WHAT IS NEEDED. Keep only the lines of the data below that contain "impl", and copy them.

TASK MATERIAL.
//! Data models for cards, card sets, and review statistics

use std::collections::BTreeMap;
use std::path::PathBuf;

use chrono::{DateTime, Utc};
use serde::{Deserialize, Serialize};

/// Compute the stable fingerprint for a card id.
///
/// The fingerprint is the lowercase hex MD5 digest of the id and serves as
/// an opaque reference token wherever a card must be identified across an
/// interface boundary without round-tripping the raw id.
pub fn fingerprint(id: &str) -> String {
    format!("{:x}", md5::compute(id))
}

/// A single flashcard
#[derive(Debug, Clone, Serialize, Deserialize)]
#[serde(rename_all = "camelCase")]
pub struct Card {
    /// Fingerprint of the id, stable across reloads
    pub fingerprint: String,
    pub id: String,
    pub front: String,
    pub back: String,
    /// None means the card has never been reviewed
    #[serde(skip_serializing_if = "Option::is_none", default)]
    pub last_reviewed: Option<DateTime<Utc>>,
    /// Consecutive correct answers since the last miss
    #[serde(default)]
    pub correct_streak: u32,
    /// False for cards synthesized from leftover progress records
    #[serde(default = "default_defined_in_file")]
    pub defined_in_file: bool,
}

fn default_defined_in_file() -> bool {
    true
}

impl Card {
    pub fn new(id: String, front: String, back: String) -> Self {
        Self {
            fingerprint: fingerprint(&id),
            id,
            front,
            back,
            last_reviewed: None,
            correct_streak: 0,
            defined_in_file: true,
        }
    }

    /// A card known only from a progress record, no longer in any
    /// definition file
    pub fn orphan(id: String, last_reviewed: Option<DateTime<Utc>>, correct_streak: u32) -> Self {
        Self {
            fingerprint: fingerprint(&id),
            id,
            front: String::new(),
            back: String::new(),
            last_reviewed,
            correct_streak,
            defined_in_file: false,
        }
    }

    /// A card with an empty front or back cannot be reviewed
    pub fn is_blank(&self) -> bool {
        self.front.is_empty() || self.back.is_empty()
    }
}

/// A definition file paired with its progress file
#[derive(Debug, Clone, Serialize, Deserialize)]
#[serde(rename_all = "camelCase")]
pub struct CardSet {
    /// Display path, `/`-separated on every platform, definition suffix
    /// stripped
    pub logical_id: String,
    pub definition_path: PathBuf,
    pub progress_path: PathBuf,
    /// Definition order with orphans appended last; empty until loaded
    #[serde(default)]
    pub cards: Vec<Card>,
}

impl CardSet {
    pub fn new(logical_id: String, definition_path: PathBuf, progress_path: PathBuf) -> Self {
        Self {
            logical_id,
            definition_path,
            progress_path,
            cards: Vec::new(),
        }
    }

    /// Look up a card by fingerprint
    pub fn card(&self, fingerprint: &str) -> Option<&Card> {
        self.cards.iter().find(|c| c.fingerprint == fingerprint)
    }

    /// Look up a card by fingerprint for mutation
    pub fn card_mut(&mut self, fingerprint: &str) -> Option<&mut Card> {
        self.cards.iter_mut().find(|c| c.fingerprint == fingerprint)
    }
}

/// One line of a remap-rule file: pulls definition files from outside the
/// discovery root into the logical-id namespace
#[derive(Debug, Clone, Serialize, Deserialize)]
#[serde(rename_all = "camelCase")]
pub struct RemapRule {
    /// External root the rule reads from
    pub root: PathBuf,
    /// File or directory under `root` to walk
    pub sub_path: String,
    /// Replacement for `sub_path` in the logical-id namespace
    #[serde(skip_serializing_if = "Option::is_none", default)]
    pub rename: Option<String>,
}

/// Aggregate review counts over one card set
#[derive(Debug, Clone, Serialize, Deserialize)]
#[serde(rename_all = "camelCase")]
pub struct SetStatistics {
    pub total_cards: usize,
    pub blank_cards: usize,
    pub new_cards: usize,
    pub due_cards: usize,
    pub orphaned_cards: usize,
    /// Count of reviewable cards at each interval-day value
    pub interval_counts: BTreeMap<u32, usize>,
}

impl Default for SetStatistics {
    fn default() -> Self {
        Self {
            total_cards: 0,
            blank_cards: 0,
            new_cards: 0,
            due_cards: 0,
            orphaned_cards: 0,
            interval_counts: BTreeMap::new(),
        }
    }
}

...

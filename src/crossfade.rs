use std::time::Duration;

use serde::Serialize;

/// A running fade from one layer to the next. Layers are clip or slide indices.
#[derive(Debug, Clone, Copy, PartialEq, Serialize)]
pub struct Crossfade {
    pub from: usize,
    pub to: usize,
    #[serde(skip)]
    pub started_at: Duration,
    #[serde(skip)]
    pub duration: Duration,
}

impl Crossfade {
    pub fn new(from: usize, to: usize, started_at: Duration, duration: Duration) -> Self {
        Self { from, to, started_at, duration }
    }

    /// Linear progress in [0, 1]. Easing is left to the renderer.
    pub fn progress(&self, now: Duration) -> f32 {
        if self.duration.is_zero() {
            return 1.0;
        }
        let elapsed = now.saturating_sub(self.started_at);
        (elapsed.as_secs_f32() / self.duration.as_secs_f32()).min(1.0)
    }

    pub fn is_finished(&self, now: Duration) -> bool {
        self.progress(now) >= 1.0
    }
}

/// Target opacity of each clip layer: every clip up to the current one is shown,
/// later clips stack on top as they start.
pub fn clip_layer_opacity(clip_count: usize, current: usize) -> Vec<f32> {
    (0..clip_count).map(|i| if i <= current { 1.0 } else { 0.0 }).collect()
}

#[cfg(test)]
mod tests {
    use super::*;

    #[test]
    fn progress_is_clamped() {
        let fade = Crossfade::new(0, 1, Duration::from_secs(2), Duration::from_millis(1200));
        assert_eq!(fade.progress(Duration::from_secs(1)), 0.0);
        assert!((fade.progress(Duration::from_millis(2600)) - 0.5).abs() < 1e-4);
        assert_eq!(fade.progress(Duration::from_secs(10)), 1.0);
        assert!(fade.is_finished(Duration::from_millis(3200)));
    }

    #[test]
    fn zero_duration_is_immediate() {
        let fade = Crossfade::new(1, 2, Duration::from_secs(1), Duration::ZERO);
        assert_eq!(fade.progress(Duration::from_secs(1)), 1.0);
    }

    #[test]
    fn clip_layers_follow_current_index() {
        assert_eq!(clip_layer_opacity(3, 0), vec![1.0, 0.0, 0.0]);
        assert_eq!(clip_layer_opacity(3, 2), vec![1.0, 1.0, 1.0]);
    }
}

WRITTEN SOLUTION.
impl Card {
impl CardSet {
impl Default for SetStatistics {
impl Crossfade {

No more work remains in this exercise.